Why People Want Amy Poehler And Aziz Ansari To Speak Up About Louis C.K.

So far most of Louis C.K.'s collaborators have remained quiet.

In the aftermath of the Louis C.K. sexual harassment allegations, a number of celebrities have spoken out, condemning his behaviour and criticising his attempted apology.

But more noticeable than the celebs speaking out is the fact that plenty of high-profile comedians, including some of C.K.’s former collaborators, have stayed silent. Late night talk shows have had a political resurgence in the last 12 months with hosts regularly discussing heavy topical issues. But on the recent raft of sexual assault stories there have been some glaring silences, and the Louis C.K. news was no different.

While The Daily Show, Late Night With Seth Meyers and The Late Show With Stephen Colbert all discussed the allegations in some way, Conan, Jimmy Kimmel Live and The Late Late Show With James Corden steered clear. C.K. used to write for Conan O’Brien in the early 1990s and has regularly appeared as a guest on his show. He’s also made appearances on Jimmy Kimmel’s show, and shares the same publicist with him.

There could be plenty of reasons why these comedians didn’t cover the allegations, but some commentators are pointing to the intimate nature of the entertainment industry as part of the problem.

Two comedians in particular have been singled out for not saying enough about Louis C.K.: Amy Poehler and Aziz Ansari.

Why Are They Responsible?

C.K. is managed by a well-known talent firm called 3 Arts Entertainment. His manager, David Becky, also represents Ansari and Poehler and has produced shows like Master of NoneBroad City and Bored to Death.

But sharing a manager obviously isn’t a crime. Part of the problem is the fact that Becky has been accused of not just knowing about the allegations against C.K. but also hushing them up.

The initial story in The New York Times that broke the news of the harassment allegations mentioned that two of C.K.’s accusers felt like they were being pressured by Becky to stay quiet. Their manager, Lee Kernis, said that Becky was “upset” the women were talking openly about the incident.

Last week The Huffington Post contacted a raft of Becky’s clients, including Ansari and Poehler, to ask them for comment on the allegations. They didn’t get a reply. The silence is particular jarring when you consider the fact that other people in the industry who have worked with C.K. continue to speak out, including Parks and Recreation producer Michael Schur, who apologised for casting him in the series (he played an earlier love interest of Poehler’s character Leslie Knope).

The criticism of Ansari’s silence is even more pointed. One journalist recently recalled an interview he had done with the Master of None star back in 2015, where Ansari brought up the show’s depiction of sexual harassment.

“I thought it was interesting that this is happening, yet so many people are unaware of it,” Ansari said. “And the problem is people aren’t talking about it.
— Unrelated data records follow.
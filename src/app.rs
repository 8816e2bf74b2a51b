//! Application struct wiring together configuration, collaborators, and services.

use std::sync::Arc;

use anyhow::Context;
use figment::value::UncasedStr;
use figment::{Figment, providers::Env};

use crate::accounting::AccountingClient;
use crate::app_state::AppState;
use crate::booking_window::BookingWindowResolver;
use crate::cli::ServiceName;
use crate::config::Config;
use crate::cookie_refresher::CookieRefresherService;
use crate::headless_browser::HeadlessBrowserClient;
use crate::kvs::RedisKvs;
use crate::logs::LogBuffer;
use crate::queue::ReservationQueue;
use crate::scheduler::SchedulerService;
use crate::services::manager::ServiceManager;
use crate::services::web::WebService;
use crate::status::{ServiceStatus, ServiceStatusRegistry};
use crate::upstream::UpstreamClient;
use crate::vault::CredentialVault;
use std::process::ExitCode;
use tracing::{error, warn};

/// Main application struct containing all necessary components.
pub struct App {
    config: Config,
    app_state: AppState,
    service_manager: ServiceManager,
}

impl App {
    /// Loads configuration and constructs every collaborator, wiring them into shared
    /// [`AppState`]. Does not start any service.
    pub async fn new(log_buffer: Arc<LogBuffer>) -> Result<Self, anyhow::Error> {
        let config: Config = Figment::new()
            .merge(Env::raw().map(|k| {
                if k == UncasedStr::new("RAILWAY_DEPLOYMENT_DRAINING_SECONDS") {
                    "SHUTDOWN_TIMEOUT".into()
                } else {
                    k.into()
                }
            }))
            .extract()
            .context("Failed to load config")?;

        let kvs: Arc<dyn crate::kvs::Kvs> = Arc::new(
            RedisKvs::new(&config.kvs_url, config.kvs_password.as_deref())
                .context("Failed to construct kvs client")?,
        );

        let vault = Arc::new(
            CredentialVault::new(kvs.clone(), &config.vault_key_hex)
                .context("Failed to construct credential vault")?,
        );
        let queue = Arc::new(ReservationQueue::new(kvs.clone()));

        let browser = Arc::new(HeadlessBrowserClient::new(config.browser_service_url.clone()));
        let booking_window = Arc::new(BookingWindowResolver::new(kvs.clone(), browser));

        let upstream = Arc::new(
            UpstreamClient::new(
                config.upstream_base_url.clone(),
                config.upstream_api_key.clone(),
                vault.clone(),
                config.rate_limiting.clone(),
            )
            .context("Failed to construct upstream client")?,
        );

        let accounting = Arc::new(AccountingClient::new(config.accounting_callback_url.clone()));

        let service_statuses = ServiceStatusRegistry::new();

        let app_state = AppState {
            config: Arc::new(config.clone()),
            kvs,
            vault,
            queue,
            booking_window,
            upstream,
            accounting,
            service_statuses,
            logs: log_buffer,
        };

        Ok(App {
            config,
            app_state,
            service_manager: ServiceManager::new(),
        })
    }

    /// Parses the newline-delimited `venues_file` into venue ids for the Cookie
    /// Refresher. Blank lines and `#`-prefixed comments are skipped. Returns an empty
    /// list if no file is configured.
    fn load_venue_ids(&self) -> Result<Vec<i64>, anyhow::Error> {
        let Some(path) = &self.config.venues_file else {
            return Ok(Vec::new());
        };

        let contents = std::fs::read_to_string(path)
            .with_context(|| format!("Failed to read venues file at {path}"))?;

        contents
            .lines()
            .map(str::trim)
            .filter(|line| !line.is_empty() && !line.starts_with('#'))
            .map(|line| {
                line.parse::<i64>()
                    .with_context(|| format!("Invalid venue id '{line}' in venues file"))
            })
            .collect()
    }

    /// Registers the given services with the manager (not yet spawned).
    pub fn setup_services(&mut self, services: &[ServiceName]) -> Result<(), anyhow::Error> {
        if services.contains(&ServiceName::Web) {
            let web_service = Box::new(WebService::new(self.config.port, self.app_state.clone()));
            self.service_manager
                .register_service(ServiceName::Web.as_str(), web_service);
        }

        if services.contains(&ServiceName::Scheduler) {
            let scheduler_service = Box::new(SchedulerService::new(
                self.app_state.queue.clone(),
                self.app_state.vault.clone(),
                self.app_state.upstream.clone(),
                self.app_state.booking_window.clone(),
                self.app_state.accounting.clone(),
            ));
            self.service_manager
                .register_service(ServiceName::Scheduler.as_str(), scheduler_service);
        }

        if services.contains(&ServiceName::Refresher) {
            if self.config.cookie_refresh_enabled {
                let venue_ids = self.load_venue_ids()?;
                let browser = Arc::new(HeadlessBrowserClient::new(
                    self.config.browser_service_url.clone(),
                ));
                let refresher_service = Box::new(CookieRefresherService::new(
                    self.app_state.vault.clone(),
                    browser,
                    venue_ids,
                    self.config.cookie_refresh_interval,
                ));
                self.service_manager
                    .register_service(ServiceName::Refresher.as_str(), refresher_service);
            } else {
                warn!("cookie refresher disabled by configuration, not registering service");
                self.app_state
                    .service_statuses
                    .set(ServiceName::Refresher.as_str(), ServiceStatus::Disabled);
            }
        }

        if !self.service_manager.has_services() {
            error!("No services enabled. Cannot start application.");
            return Err(anyhow::anyhow!("No services enabled"));
        }

        Ok(())
    }

    /// Starts all registered services.
    pub fn start_services(&mut self) {
        self.service_manager.spawn_all();
    }

    /// Runs the application until a service exits or a shutdown signal arrives.
    pub async fn run(self) -> ExitCode {
        use crate::signals::handle_shutdown_signals;
        handle_shutdown_signals(self.service_manager, self.config.shutdown_timeout).await
    }

    pub fn config(&self) -> &Config {
        &self.config
    }
}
What I’ve learned, as a guy, is to just ask women questions and listen to what they have to say. Go to your group of female friends and ask them about times they’ve experienced sexism at their job, and you’ll get blown away by the things they tell you. You’ll think, ‘What the fuck? This is way darker than anything I’d imagined.’”

When the journalist responded by asking about the harassment rumours swirling around C.K., Ansari replied bluntly with “I’m not talking about that”.
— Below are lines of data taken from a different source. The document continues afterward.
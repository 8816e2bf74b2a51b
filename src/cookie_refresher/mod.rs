//! Cookie Refresher: background loop that pre-warms WAF session cookies for a
//! configured list of venues, so the Upstream Protocol Client rarely has to absorb a
//! cold WAF challenge on the critical path of a booking attempt.

use std::sync::Arc;
use std::time::Duration;

use tokio::sync::broadcast;
use tracing::{info, warn};

use crate::headless_browser::CookieFetcher;
use crate::services::Service;
use crate::vault::{CredentialVault, WafSession};

/// A WAF session is left alone if its remaining TTL exceeds this; only sessions
/// close to expiry (or missing entirely) are refreshed.
const SKIP_IF_TTL_ABOVE: Duration = Duration::from_secs(2 * 60 * 60);
const SESSION_TTL: Duration = Duration::from_secs(24 * 60 * 60);

pub struct CookieRefresherService {
    vault: Arc<CredentialVault>,
    fetcher: Arc<dyn CookieFetcher>,
    venue_ids: Vec<i64>,
    interval: Duration,
    shutdown_tx: Option<broadcast::Sender<()>>,
}

impl CookieRefresherService {
    pub fn new(
        vault: Arc<CredentialVault>,
        fetcher: Arc<dyn CookieFetcher>,
        venue_ids: Vec<i64>,
        interval: Duration,
    ) -> Self {
        Self {
            vault,
            fetcher,
            venue_ids,
            interval,
            shutdown_tx: None,
        }
    }

    /// Refreshes every configured venue whose WAF session is absent or within
    /// [`SKIP_IF_TTL_ABOVE`] of expiry.
    async fn refresh_all(&self) {
        for &venue_id in &self.venue_ids {
            if let Err(e) = self.refresh_one(venue_id).await {
                warn!(venue_id, error = %e, "cookie refresh failed for venue");
            }
        }
    }

    async fn refresh_one(&self, venue_id: i64) -> Result<(), anyhow::Error> {
        let ttl = self.vault.waf_session_ttl(venue_id).await?;
        if let Some(ttl) = ttl {
            if ttl > SKIP_IF_TTL_ABOVE {
                return Ok(());
            }
        }

        let (cookies, user_agent) = self.fetcher.harvest_cookies(venue_id).await?;
        let session = WafSession { cookies, user_agent };
        self.vault.set_waf_session(venue_id, &session, SESSION_TTL).await?;
        info!(venue_id, "refreshed WAF session");
        Ok(())
    }

    async fn run_loop(&self, mut shutdown_rx: broadcast::Receiver<()>) {
        info!(venues = self.venue_ids.len(), "cookie refresher loop started");

        // Runs once immediately on startup, then on the configured interval.
        self.refresh_all().await;

        let mut ticker = tokio::time::interval(self.interval);
        ticker.tick().await; // first tick fires immediately; already refreshed above

        loop {
            tokio::select! {
                _ = ticker.tick() => {
                    self.refresh_all().await;
                }
                _ = shutdown_rx.recv() => {
                    info!("cookie refresher received shutdown signal");
                    return;
                }
            }
        }
    }
}

#[async_trait::async_trait]
impl Service for CookieRefresherService {
    fn name(&self) -> &'static str {
        "refresher"
    }

    async fn run(&mut self) -> Result<(), anyhow::Error> {
        let (shutdown_tx, shutdown_rx) = broadcast::channel(1);
        self.shutdown_tx = Some(shutdown_tx);
        self.run_loop(shutdown_rx).await;
        Ok(())
    }

    async fn shutdown(&mut self) -> Result<(), anyhow::Error> {
        if let Some(tx) = self.shutdown_tx.take() {
            let _ = tx.send(());
        }
        Ok(())
    }
}

#[cfg(test)]
mod tests {
    use super::*;
    use crate::kvs::InMemoryKvs;
    use crate::vault::WafCookie;
    use async_trait::async_trait;
    use std::sync::atomic::{AtomicU32, Ordering};

    struct CountingFetcher {
        calls: AtomicU32,
    }

    #[async_trait]
    impl CookieFetcher for CountingFetcher {
        async fn harvest_cookies(
            &self,
            _venue_id: i64,
        ) -> Result<(Vec<WafCookie>, String), crate::headless_browser::CookieFetchError> {
            self.calls.fetch_add(1, Ordering::SeqCst);
            Ok((vec![], "test-agent".to_string()))
        }
    }

    #[tokio::test]
    async fn refresh_skips_venue_with_healthy_ttl() {
        let kvs = Arc::new(InMemoryKvs::new());
        let vault = Arc::new(CredentialVault::new(kvs.clone(), &"00".repeat(32)).unwrap());
        vault
            .set_waf_session(1, &WafSession { cookies: vec![], user_agent: "a".into() }, Duration::from_secs(23 * 60 * 60))
            .await
            .unwrap();

        let fetcher = Arc::new(CountingFetcher { calls: AtomicU32::new(0) });
        let refresher = CookieRefresherService::new(vault, fetcher.clone(), vec![1], Duration::from_secs(60));
        refresher.refresh_all().await;

        assert_eq!(fetcher.calls.load(Ordering::SeqCst), 0);
    }

    #[tokio::test]
    async fn refresh_fetches_when_session_missing() {
        let kvs = Arc::new(InMemoryKvs::new());
        let vault = Arc::new(CredentialVault::new(kvs.clone(), &"00".repeat(32)).unwrap());

        let fetcher = Arc::new(CountingFetcher { calls: AtomicU32::new(0) });
        let refresher = CookieRefresherService::new(vault.clone(), fetcher.clone(), vec![1], Duration::from_secs(60));
        refresher.refresh_all().await;

        assert_eq!(fetcher.calls.load(Ordering::SeqCst), 1);
        assert!(vault.get_waf_session(1).await.unwrap().is_some());
    }
}
//! Redis-backed [`Kvs`] implementation.
//!
//! Follows the teacher's own idiom of opening a multiplexed async connection per
//! operation off a shared [`redis::Client`] rather than a connection pool.

use std::time::Duration;

use async_trait::async_trait;
use redis::AsyncCommands;

use super::{Kvs, KvsError, ScoredMember};

#[derive(Clone)]
pub struct RedisKvs {
    client: redis::Client,
}

impl RedisKvs {
    /// Opens a client for `url`. If `password` is set and the URL does not already
    /// embed one, it is attached to the parsed connection info before the client is
    /// constructed (the URL itself is never mutated, since it may have a username
    /// with no password, which `ConnectionInfo` represents distinctly from "no auth").
    pub fn new(url: &str, password: Option<&str>) -> Result<Self, KvsError> {
        use redis::IntoConnectionInfo;

        let mut info = url
            .into_connection_info()
            .map_err(|e| KvsError::Connection(e.to_string()))?;

        if let Some(password) = password {
            if info.redis.password.is_none() {
                info.redis.password = Some(password.to_string());
            }
        }

        let client = redis::Client::open(info).map_err(|e| KvsError::Connection(e.to_string()))?;
        Ok(Self { client })
    }

    async fn conn(&self) -> Result<redis::aio::MultiplexedConnection, KvsError> {
        self.client
            .get_multiplexed_async_connection()
            .await
            .map_err(|e| KvsError::Connection(e.to_string()))
    }

    /// Pings the server; used by the `/health` endpoint to report `kvs: connected|disconnected`.
    pub async fn ping(&self) -> bool {
        match self.conn().await {
            Ok(mut conn) => redis::cmd("PING")
                .query_async::<String>(&mut conn)
                .await
                .is_ok(),
            Err(_) => false,
        }
    }
}

#[async_trait]
impl Kvs for RedisKvs {
    async fn get(&self, key: &str) -> Result<Option<String>, KvsError> {
        let mut conn = self.conn().await?;
        conn.get(key)
            .await
            .map_err(|e| KvsError::Operation(e.to_string()))
    }

    async fn set(&self, key: &str, value: &str, ttl: Option<Duration>) -> Result<(), KvsError> {
        let mut conn = self.conn().await?;
        match ttl {
            Some(ttl) => conn
                .set_ex::<_, _, ()>(key, value, ttl.as_secs().max(1))
                .await
                .map_err(|e| KvsError::Operation(e.to_string())),
            None => conn
                .set::<_, _, ()>(key, value)
                .await
                .map_err(|e| KvsError::Operation(e.to_string())),
        }
    }

    async fn delete(&self, key: &str) -> Result<(), KvsError> {
        let mut conn = self.conn().await?;
        conn.del::<_, ()>(key)
            .await
            .map_err(|e| KvsError::Operation(e.to_string()))
    }

    async fn exists(&self, key: &str) -> Result<bool, KvsError> {
        let mut conn = self.conn().await?;
        conn.exists(key)
            .await
            .map_err(|e| KvsError::Operation(e.to_string()))
    }

    async fn ttl(&self, key: &str) -> Result<Option<Duration>, KvsError> {
        let mut conn = self.conn().await?;
        let seconds: i64 = conn
            .ttl(key)
            .await
            .map_err(|e| KvsError::Operation(e.to_string()))?;
        Ok(if seconds >= 0 {
            Some(Duration::from_secs(seconds as u64))
        } else {
            None
        })
    }

    async fn expire(&self, key: &str, ttl: Duration) -> Result<(), KvsError> {
        let mut conn = self.conn().await?;
        conn.expire::<_, ()>(key, ttl.as_secs().max(1) as i64)
            .await
            .map_err(|e| KvsError::Operation(e.to_string()))
    }

    async fn incr(&self, key: &str) -> Result<i64, KvsError> {
        let mut conn = self.conn().await?;
        conn.incr(key, 1)
            .await
            .map_err(|e| KvsError::Operation(e.to_string()))
    }

    async fn set_add(&self, key: &str, member: &str) -> Result<(), KvsError> {
        let mut conn = self.conn().await?;
        conn.sadd::<_, _, ()>(key, member)
            .await
            .map_err(|e| KvsError::Operation(e.to_string()))
    }

    async fn set_remove(&self, key: &str, member: &str) -> Result<(), KvsError> {
        let mut conn = self.conn().await?;
        conn.srem::<_, _, ()>(key, member)
            .await
            .map_err(|e| KvsError::Operation(e.to_string()))
    }

    async fn set_members(&self, key: &str) -> Result<Vec<String>, KvsError> {
        let mut conn = self.conn().await?;
        conn.smembers(key)
            .await
            .map_err(|e| KvsError::Operation(e.to_string()))
    }

    async fn sorted_set_add(&self, key: &str, member: &str, score: f64) -> Result<(), KvsError> {
        let mut conn = self.conn().await?;
        conn.zadd::<_, _, _, ()>(key, member, score)
            .await
            .map_err(|e| KvsError::Operation(e.to_string()))
    }

    async fn sorted_set_remove(&self, key: &str, member: &str) -> Result<(), KvsError> {
        let mut conn = self.conn().await?;
        conn.zrem::<_, _, ()>(key, member)
            .await
            .map_err(|e| KvsError::Operation(e.to_string()))
    }

    async fn sorted_set_min(&self, key: &str) -> Result<Option<ScoredMember>, KvsError> {
        let mut conn = self.conn().await?;
        let result: Vec<(String, f64)> = conn
            .zrange_withscores(key, 0, 0)
            .await
            .map_err(|e| KvsError::Operation(e.to_string()))?;
        Ok(result
            .into_iter()
            .next()
            .map(|(member, score)| ScoredMember { member, score }))
    }

    async fn sorted_set_card(&self, key: &str) -> Result<u64, KvsError> {
        let mut conn = self.conn().await?;
        conn.zcard(key)
            .await
            .map_err(|e| KvsError::Operation(e.to_string()))
    }

    async fn sorted_set_range_all(&self, key: &str) -> Result<Vec<ScoredMember>, KvsError> {
        let mut conn = self.conn().await?;
        let result: Vec<(String, f64)> = conn
            .zrange_withscores(key, 0, -1)
            .await
            .map_err(|e| KvsError::Operation(e.to_string()))?;
        Ok(result
            .into_iter()
            .map(|(member, score)| ScoredMember { member, score })
            .collect())
    }
}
Back in 2012, the now defunct website Gawker ran a story about an anonymous comedian who forced women to watch him masturbate. It’s obvious now that the story was about C.K., and it seems unlikely that the comedian’s colleagues wouldn’t have been aware of them. In 2015 Gawker actually named Louis C.K., which makes it even less likely his contemporaries were in the dark.

Marlow Stern, the same journalist who interviewed Ansari in 2015, has this week written about C.K.’s “powerful army of celebrity enablers” and called people in the industry with power and influence to “speak up for what is right”. Plenty of others are making similar points.
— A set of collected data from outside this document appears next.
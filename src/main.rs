use clap::Parser;
use std::sync::Arc;
use tracing::info;

use resnipe::app::App;
use resnipe::cli::{Args, ServiceName};
use resnipe::logging;
use resnipe::logs::LogBuffer;

#[tokio::main]
async fn main() -> std::process::ExitCode {
    dotenvy::dotenv().ok();

    let args = Args::parse();

    let log_buffer = Arc::new(LogBuffer::new());

    let mut app = match App::new(log_buffer.clone()).await {
        Ok(app) => app,
        Err(e) => {
            eprintln!("failed to initialize application: {e:?}");
            return std::process::ExitCode::FAILURE;
        }
    };

    logging::setup_logging(app.config(), args.tracing, log_buffer);

    info!(
        version = env!("CARGO_PKG_VERSION"),
        environment = if cfg!(debug_assertions) { "development" } else { "production" },
        "starting resnipe"
    );

    if let Err(e) = app.setup_services(&ServiceName::all()) {
        tracing::error!(error = ?e, "failed to set up services");
        return std::process::ExitCode::FAILURE;
    }

    app.start_services();
    app.run().await
}
//! Review schema shared with the API: it rejects the same payloads with HTTP 400.

pub const USERNAME_MIN_LEN: usize = 2;
pub const COMMENT_MIN_LEN: usize = 10;
pub const STARS_MIN: f64 = 0.5;
pub const STARS_MAX: f64 = 5.0;

#[derive(Debug, Clone, Copy, PartialEq, Eq)]
pub enum ReviewViolation {
    UsernameTooShort,
    CommentTooShort,
    StarsTooLow,
    StarsTooHigh,
}

impl ReviewViolation {
    /// Message the API uses for the same rule.
    pub fn api_message(&self) -> String {
        match self {
            ReviewViolation::UsernameTooShort => {
                format!("Username must be at least {} characters", USERNAME_MIN_LEN)
            }
            ReviewViolation::CommentTooShort => {
                format!("Comment must be at least {} characters", COMMENT_MIN_LEN)
            }
            ReviewViolation::StarsTooLow => format!("Stars must be at least {}", STARS_MIN),
            ReviewViolation::StarsTooHigh => format!("Stars must not exceed {}", STARS_MAX),
        }
    }
}

pub fn validate(username: &str, comment: &str, stars: f64) -> Result<(), ReviewViolation> {
    if username.trim().chars().count() < USERNAME_MIN_LEN {
        return Err(ReviewViolation::UsernameTooShort);
    }
    if comment.trim().chars().count() < COMMENT_MIN_LEN {
        return Err(ReviewViolation::CommentTooShort);
    }
    if stars < STARS_MIN {
        return Err(ReviewViolation::StarsTooLow);
    }
    if stars > STARS_MAX {
        return Err(ReviewViolation::StarsTooHigh);
    }
    Ok(())
}

#[cfg(test)]
mod tests {
    use super::*;

    #[test]
    fn accepts_valid_review() {
        assert_eq!(validate("ana", "really liked it", 4.5), Ok(()));
    }

    #[test]
    fn rejects_in_field_order() {
        assert_eq!(validate("a", "short", 9.0), Err(ReviewViolation::UsernameTooShort));
        assert_eq!(validate("ana", "short", 9.0), Err(ReviewViolation::CommentTooShort));
        assert_eq!(validate("ana", "really liked it", 0.0), Err(ReviewViolation::StarsTooLow));
        assert_eq!(validate("ana", "really liked it", 5.5), Err(ReviewViolation::StarsTooHigh));
    }

    #[test]
    fn counts_characters_not_bytes() {
        assert_eq!(validate("çã", "ótimo sítio!", 1.0), Ok(()));
    }

    #[test]
    fn api_messages_match_server_wording() {
        assert!(ReviewViolation::UsernameTooShort
            .api_message()
            .starts_with("Username must be at least"));
        assert!(ReviewViolation::StarsTooHigh
            .api_message()
            .starts_with("Stars must not exceed"));
    }
}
It might seem unfair to single out individuals just for sharing management with C.K., but is it really too much to ask comedians like Poehler and Ansari, who are happy to project themselves as socially-conscious and the ‘nice’ people in the industry, to do more than stay quiet? In the case of C.K. it’s clear there was a culture of silence that protected him while his victims suffered.

If high-profile and respected entertainment industry figures don’t speak out now then the takeaway for the general public is that nothing has changed.